[Opening RECORDS PROVIDED section]
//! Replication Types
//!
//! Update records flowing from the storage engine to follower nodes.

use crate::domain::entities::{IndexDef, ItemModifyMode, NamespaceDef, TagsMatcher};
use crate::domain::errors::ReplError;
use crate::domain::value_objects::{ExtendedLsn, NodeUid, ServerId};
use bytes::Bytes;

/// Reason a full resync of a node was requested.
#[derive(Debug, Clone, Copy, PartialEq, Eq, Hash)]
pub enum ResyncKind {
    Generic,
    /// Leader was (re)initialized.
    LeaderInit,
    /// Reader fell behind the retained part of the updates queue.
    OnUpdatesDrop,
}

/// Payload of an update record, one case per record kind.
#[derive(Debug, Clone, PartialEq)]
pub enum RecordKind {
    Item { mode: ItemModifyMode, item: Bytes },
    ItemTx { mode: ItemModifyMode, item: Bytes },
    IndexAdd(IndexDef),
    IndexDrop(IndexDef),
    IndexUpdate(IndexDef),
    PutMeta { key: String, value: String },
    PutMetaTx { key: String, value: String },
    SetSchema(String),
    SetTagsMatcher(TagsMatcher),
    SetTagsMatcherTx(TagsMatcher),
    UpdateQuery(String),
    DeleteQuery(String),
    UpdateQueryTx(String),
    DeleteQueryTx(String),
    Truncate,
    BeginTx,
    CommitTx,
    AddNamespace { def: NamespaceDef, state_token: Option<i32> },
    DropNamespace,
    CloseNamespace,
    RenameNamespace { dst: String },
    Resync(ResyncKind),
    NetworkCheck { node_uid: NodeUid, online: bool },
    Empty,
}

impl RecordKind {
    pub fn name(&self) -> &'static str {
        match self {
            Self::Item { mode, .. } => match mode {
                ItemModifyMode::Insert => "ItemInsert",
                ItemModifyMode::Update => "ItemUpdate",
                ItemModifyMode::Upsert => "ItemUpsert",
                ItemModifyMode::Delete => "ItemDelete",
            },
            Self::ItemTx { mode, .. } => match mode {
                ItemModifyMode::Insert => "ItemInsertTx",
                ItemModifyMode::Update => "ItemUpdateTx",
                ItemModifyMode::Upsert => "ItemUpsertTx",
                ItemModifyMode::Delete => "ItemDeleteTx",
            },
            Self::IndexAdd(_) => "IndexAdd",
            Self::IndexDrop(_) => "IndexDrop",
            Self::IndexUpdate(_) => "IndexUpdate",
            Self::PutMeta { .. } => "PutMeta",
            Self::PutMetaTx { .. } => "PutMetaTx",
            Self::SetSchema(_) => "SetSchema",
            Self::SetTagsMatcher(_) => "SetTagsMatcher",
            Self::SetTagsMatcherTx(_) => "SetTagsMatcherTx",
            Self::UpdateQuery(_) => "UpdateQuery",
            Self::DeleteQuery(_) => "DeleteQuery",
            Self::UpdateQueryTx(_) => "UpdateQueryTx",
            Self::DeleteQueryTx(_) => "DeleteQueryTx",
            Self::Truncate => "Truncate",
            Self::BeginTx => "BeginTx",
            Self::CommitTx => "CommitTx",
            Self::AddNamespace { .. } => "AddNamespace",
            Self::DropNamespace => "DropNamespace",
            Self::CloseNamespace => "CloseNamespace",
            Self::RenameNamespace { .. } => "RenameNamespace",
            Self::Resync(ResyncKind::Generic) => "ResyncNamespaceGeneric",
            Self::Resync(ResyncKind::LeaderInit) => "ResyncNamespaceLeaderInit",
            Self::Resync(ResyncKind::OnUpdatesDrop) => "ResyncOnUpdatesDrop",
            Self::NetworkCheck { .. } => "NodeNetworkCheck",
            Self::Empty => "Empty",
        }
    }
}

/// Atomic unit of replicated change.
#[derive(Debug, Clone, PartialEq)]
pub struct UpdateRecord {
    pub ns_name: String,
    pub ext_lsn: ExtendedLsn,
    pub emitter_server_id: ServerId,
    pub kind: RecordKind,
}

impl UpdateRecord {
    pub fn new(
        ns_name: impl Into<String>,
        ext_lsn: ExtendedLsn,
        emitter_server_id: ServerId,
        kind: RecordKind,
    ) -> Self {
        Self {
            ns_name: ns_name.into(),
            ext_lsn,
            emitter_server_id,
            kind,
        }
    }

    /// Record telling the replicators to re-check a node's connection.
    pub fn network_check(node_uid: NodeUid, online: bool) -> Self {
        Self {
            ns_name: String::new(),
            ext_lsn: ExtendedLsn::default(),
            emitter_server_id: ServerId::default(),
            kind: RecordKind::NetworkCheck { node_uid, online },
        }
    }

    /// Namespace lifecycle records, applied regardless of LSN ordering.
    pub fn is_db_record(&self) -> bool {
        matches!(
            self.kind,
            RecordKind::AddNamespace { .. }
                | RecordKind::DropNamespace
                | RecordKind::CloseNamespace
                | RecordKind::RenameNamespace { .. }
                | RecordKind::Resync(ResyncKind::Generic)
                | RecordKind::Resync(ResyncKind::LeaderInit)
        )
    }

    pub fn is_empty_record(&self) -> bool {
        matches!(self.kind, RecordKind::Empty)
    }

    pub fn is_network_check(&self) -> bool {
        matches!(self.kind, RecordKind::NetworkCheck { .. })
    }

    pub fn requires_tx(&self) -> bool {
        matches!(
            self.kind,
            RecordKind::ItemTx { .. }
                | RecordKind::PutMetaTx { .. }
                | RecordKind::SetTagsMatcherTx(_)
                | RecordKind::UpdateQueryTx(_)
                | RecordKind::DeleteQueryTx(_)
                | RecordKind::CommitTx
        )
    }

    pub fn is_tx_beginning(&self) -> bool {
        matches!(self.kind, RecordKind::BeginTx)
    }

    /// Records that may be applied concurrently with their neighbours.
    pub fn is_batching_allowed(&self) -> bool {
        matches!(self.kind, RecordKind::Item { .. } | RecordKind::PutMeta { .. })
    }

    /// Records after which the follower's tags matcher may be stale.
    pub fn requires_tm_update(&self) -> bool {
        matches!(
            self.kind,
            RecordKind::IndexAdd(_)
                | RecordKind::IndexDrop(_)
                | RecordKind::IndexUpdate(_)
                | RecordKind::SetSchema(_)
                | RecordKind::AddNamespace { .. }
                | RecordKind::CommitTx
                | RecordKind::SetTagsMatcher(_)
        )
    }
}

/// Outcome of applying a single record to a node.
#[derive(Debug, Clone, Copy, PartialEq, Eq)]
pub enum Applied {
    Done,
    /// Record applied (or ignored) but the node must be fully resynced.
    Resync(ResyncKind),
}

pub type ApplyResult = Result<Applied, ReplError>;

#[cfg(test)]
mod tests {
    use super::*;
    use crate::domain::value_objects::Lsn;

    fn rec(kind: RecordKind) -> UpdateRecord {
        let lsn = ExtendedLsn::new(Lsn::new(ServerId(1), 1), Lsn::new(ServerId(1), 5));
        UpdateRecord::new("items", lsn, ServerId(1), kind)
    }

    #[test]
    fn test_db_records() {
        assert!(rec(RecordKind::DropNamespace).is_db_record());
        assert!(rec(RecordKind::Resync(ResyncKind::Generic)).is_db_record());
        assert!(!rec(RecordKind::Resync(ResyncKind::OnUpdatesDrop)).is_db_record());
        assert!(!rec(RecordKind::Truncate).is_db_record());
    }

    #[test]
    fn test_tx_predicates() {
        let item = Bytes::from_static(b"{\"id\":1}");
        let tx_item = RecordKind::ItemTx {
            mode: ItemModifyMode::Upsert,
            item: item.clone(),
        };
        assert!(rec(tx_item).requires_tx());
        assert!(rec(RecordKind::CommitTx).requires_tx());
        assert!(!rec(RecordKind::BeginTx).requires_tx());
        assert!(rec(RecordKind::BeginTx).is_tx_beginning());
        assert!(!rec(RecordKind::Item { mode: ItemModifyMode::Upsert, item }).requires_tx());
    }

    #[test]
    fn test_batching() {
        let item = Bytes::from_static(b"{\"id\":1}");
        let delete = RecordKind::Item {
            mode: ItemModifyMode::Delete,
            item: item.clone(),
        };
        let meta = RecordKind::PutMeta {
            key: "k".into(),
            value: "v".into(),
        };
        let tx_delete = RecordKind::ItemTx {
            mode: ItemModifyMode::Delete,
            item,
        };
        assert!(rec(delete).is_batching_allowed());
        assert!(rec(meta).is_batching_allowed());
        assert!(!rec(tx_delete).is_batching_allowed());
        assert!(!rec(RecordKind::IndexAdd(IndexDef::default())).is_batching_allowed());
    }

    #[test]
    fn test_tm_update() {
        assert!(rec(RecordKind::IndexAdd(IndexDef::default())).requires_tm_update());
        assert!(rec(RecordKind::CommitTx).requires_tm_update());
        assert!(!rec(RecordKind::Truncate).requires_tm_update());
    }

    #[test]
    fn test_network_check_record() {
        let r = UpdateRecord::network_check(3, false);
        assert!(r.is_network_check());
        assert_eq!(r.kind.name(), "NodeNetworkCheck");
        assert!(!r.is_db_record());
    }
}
[Closing RECORDS PROVIDED section]
> [ABOUT THIS TASK]:
Output each line of the records above exactly, beginning at the first, and stop once the line containing "use bytes::Bytes;" has been output.

> [TASK SOLUTION]:
//! Replication Types
//!
//! Update records flowing from the storage engine to follower nodes.

use crate::domain::entities::{IndexDef, ItemModifyMode, NamespaceDef, TagsMatcher};
use crate::domain::errors::ReplError;
use crate::domain::value_objects::{ExtendedLsn, NodeUid, ServerId};
use bytes::Bytes;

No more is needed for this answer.